--- START ---
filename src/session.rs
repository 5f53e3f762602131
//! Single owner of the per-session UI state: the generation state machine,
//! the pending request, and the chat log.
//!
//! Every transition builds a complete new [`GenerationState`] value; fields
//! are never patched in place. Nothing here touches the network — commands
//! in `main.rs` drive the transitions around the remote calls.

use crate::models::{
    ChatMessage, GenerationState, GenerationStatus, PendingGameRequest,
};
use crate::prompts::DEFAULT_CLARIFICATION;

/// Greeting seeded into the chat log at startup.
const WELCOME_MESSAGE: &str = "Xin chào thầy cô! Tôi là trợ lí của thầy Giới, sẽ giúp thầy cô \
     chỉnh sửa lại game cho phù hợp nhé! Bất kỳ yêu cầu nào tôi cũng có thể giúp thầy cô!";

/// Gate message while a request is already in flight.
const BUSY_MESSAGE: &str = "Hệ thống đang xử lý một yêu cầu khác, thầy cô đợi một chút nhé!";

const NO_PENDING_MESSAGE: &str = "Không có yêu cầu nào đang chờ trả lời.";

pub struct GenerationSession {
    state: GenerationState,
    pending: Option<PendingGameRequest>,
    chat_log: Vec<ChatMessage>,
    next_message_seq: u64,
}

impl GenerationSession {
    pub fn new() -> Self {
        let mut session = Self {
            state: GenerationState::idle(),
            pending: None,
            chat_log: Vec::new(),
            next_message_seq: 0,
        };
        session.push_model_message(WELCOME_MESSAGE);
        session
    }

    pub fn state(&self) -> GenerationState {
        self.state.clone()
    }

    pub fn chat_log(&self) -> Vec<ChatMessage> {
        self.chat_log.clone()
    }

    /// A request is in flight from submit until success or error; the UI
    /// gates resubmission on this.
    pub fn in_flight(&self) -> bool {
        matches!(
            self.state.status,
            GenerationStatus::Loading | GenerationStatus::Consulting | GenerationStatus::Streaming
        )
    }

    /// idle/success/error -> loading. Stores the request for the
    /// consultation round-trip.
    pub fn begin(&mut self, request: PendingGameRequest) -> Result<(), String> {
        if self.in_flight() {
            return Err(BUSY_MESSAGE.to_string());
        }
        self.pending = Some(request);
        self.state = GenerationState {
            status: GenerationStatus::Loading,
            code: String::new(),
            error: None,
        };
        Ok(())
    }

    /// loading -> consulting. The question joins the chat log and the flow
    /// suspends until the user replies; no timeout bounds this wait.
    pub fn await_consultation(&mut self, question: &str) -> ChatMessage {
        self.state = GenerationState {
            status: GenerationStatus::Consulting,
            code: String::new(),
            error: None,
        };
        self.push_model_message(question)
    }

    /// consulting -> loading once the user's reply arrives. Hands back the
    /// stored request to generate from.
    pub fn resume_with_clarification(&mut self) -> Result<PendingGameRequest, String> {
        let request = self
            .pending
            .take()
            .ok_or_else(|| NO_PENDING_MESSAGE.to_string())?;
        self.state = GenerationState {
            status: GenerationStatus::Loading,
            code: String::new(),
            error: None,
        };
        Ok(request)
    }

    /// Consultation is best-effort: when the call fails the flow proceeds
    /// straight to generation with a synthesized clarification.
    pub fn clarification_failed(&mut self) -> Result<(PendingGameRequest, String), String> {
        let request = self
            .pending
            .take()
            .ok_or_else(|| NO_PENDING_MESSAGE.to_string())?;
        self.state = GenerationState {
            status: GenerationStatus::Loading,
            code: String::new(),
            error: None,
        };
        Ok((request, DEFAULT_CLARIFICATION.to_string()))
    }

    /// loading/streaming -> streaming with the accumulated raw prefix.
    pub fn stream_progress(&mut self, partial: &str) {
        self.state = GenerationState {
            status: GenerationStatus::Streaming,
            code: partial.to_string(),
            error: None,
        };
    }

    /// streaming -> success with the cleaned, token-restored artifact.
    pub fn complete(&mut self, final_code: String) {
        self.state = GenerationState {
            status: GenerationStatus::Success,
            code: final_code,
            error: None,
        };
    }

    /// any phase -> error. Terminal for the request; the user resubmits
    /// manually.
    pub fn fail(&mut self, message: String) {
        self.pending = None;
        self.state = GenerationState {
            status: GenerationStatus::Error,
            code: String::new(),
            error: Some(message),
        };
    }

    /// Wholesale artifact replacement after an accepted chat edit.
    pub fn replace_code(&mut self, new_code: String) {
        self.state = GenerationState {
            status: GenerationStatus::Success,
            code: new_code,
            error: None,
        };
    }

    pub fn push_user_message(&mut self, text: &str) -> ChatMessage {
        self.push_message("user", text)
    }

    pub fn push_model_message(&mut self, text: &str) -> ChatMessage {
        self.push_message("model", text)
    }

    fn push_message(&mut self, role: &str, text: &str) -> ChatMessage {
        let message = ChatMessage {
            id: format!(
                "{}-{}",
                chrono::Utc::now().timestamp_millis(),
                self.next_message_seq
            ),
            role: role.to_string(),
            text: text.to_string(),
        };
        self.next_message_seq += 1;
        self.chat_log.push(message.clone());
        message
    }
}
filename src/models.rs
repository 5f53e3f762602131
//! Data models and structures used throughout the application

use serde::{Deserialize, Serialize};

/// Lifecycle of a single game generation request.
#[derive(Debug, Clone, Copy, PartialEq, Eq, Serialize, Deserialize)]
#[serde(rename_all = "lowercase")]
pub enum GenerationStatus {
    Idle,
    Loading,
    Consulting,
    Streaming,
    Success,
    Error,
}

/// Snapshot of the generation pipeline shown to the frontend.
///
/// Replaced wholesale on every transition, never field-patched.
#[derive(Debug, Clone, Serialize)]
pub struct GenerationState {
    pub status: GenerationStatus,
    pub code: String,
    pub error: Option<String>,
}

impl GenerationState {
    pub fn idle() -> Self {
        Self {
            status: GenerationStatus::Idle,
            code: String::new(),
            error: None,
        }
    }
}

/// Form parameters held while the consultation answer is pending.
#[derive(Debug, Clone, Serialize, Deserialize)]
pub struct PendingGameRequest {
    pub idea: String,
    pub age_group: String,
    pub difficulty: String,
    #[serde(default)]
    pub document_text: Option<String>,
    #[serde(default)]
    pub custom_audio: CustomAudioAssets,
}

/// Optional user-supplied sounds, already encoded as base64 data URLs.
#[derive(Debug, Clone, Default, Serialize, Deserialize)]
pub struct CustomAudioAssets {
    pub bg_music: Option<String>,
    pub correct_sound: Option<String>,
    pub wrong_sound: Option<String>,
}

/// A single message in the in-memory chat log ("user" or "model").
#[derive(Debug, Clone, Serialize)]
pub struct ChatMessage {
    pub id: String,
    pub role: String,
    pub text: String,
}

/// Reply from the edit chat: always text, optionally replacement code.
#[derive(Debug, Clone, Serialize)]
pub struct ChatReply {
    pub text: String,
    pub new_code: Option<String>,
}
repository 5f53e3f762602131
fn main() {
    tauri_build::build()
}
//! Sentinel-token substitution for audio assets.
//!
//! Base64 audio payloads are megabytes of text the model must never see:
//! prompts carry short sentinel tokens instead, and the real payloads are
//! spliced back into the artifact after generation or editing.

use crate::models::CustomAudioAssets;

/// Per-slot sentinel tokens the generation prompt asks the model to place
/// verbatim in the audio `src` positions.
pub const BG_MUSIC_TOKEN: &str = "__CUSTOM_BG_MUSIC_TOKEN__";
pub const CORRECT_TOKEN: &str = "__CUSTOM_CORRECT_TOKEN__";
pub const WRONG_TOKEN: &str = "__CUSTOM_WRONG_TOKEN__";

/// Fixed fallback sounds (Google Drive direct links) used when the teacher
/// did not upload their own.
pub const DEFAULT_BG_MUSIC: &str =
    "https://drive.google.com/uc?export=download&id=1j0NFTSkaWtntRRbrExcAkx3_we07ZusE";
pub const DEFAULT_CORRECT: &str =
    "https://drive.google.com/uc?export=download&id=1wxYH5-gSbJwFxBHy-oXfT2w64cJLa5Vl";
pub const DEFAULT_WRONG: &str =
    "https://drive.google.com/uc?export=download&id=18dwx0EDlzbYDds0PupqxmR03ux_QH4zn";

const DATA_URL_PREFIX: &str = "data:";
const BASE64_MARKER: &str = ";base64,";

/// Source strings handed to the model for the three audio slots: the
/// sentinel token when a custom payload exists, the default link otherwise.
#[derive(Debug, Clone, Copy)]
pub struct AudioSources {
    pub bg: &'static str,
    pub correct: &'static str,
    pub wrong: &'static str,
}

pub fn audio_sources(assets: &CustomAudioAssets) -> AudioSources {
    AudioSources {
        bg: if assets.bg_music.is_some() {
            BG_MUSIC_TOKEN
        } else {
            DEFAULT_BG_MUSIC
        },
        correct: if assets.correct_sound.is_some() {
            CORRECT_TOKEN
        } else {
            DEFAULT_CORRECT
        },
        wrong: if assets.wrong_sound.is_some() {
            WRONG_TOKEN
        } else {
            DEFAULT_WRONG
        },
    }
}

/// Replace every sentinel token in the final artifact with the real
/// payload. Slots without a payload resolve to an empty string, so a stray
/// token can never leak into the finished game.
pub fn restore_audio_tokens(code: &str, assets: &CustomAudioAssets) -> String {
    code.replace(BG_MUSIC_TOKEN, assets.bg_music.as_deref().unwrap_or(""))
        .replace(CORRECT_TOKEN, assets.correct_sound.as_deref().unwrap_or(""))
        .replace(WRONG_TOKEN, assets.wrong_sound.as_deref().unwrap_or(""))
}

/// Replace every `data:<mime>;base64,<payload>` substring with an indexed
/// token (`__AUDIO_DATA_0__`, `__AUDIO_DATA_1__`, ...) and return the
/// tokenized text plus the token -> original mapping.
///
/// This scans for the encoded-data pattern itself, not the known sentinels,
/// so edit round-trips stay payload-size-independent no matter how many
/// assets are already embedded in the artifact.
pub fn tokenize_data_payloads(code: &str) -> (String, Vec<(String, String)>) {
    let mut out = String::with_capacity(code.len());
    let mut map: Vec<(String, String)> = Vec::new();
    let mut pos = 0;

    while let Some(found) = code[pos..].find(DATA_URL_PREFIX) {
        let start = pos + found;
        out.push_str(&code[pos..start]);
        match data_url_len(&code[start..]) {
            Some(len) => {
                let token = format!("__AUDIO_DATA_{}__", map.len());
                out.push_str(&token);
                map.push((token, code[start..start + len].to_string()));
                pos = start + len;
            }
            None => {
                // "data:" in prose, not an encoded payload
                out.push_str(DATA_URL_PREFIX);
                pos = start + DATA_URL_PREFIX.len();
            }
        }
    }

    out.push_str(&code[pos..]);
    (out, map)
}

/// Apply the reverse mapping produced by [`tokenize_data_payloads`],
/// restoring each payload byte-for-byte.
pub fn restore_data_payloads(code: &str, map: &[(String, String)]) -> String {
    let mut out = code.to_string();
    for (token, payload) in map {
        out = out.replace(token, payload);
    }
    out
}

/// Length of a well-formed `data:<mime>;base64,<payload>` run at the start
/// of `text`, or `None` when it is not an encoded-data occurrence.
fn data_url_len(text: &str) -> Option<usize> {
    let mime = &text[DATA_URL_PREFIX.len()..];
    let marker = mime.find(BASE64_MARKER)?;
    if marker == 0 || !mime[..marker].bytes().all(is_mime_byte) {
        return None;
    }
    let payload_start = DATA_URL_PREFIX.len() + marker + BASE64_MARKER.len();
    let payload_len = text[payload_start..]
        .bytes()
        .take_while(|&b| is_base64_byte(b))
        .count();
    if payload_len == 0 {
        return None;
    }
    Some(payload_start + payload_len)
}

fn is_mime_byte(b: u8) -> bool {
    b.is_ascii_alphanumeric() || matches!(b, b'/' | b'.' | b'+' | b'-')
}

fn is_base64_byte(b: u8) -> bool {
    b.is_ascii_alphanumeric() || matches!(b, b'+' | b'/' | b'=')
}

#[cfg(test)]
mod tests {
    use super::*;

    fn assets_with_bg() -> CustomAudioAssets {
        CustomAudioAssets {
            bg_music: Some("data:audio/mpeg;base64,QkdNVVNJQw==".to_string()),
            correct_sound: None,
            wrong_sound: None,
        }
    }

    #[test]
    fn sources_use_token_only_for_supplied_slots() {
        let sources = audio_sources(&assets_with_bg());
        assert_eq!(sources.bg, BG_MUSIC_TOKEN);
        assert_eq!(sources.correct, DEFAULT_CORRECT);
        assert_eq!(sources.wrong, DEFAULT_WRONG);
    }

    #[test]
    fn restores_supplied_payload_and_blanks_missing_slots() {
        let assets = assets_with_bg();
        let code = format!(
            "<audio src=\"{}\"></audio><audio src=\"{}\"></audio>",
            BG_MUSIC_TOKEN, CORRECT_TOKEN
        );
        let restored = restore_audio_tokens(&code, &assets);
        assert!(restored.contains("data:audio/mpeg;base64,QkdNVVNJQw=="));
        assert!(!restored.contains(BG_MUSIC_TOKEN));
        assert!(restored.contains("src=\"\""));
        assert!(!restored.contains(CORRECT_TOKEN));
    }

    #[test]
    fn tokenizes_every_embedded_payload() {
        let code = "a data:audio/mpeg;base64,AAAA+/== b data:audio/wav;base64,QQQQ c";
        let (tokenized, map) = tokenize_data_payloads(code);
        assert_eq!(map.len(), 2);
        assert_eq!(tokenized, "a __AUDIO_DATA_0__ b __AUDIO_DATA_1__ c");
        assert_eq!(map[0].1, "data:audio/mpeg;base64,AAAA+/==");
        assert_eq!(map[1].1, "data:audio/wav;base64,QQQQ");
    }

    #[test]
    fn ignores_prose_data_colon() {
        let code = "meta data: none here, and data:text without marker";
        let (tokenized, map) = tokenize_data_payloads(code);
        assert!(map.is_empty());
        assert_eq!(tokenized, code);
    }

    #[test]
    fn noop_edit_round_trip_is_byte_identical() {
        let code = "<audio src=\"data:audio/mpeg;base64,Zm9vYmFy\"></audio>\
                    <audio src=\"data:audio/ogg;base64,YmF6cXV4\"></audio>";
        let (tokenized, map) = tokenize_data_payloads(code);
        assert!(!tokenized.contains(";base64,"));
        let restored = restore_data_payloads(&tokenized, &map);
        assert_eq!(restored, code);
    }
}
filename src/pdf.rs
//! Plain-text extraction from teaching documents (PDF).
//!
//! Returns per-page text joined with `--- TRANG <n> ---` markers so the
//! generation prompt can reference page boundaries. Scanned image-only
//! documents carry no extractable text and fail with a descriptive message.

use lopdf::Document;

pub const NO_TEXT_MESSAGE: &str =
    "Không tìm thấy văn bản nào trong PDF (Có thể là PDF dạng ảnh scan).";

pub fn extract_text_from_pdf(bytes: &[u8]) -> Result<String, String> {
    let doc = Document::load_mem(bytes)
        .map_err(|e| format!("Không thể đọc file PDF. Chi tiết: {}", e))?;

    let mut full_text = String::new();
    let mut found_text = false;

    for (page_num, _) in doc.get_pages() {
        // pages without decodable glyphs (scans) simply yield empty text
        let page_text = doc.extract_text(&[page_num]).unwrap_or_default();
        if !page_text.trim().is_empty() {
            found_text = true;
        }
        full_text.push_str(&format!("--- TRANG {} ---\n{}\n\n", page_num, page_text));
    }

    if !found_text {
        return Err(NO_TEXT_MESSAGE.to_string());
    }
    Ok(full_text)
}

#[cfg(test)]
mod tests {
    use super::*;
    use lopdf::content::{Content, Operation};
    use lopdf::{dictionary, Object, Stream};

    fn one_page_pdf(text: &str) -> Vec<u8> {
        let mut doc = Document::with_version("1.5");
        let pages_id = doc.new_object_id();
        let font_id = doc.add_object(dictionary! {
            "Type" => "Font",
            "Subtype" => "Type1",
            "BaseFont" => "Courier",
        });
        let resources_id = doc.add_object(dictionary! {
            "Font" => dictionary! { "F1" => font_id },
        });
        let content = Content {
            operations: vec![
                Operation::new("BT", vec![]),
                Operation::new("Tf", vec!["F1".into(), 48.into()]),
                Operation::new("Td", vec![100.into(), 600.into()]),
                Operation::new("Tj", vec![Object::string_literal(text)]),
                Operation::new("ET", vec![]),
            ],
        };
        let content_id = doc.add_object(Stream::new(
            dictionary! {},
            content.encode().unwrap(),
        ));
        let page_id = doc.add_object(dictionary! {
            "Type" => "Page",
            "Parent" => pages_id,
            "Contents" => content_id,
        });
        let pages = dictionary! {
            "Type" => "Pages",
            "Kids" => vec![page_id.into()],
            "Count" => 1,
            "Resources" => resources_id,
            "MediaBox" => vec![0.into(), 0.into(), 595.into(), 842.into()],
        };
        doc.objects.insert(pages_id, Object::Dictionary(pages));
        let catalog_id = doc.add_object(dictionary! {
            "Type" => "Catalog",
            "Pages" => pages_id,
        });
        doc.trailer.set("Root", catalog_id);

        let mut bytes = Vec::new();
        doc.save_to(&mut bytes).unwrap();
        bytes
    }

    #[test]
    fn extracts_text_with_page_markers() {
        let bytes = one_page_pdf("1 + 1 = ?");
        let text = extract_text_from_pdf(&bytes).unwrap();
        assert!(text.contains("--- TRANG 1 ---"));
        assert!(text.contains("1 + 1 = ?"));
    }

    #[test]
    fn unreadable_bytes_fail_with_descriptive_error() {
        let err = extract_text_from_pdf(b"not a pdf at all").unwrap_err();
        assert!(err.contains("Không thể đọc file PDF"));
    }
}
--- END ---
Output the records above exactly, from their first line through the line that contains "log at startup.", and add nothing.

_Solution for this problem_
filename src/session.rs
repository 5f53e3f762602131
//! Single owner of the per-session UI state: the generation state machine,
//! the pending request, and the chat log.
//!
//! Every transition builds a complete new [`GenerationState`] value; fields
//! are never patched in place. Nothing here touches the network — commands
//! in `main.rs` drive the transitions around the remote calls.

use crate::models::{
    ChatMessage, GenerationState, GenerationStatus, PendingGameRequest,
};
use crate::prompts::DEFAULT_CLARIFICATION;

/// Greeting seeded into the chat log at startup.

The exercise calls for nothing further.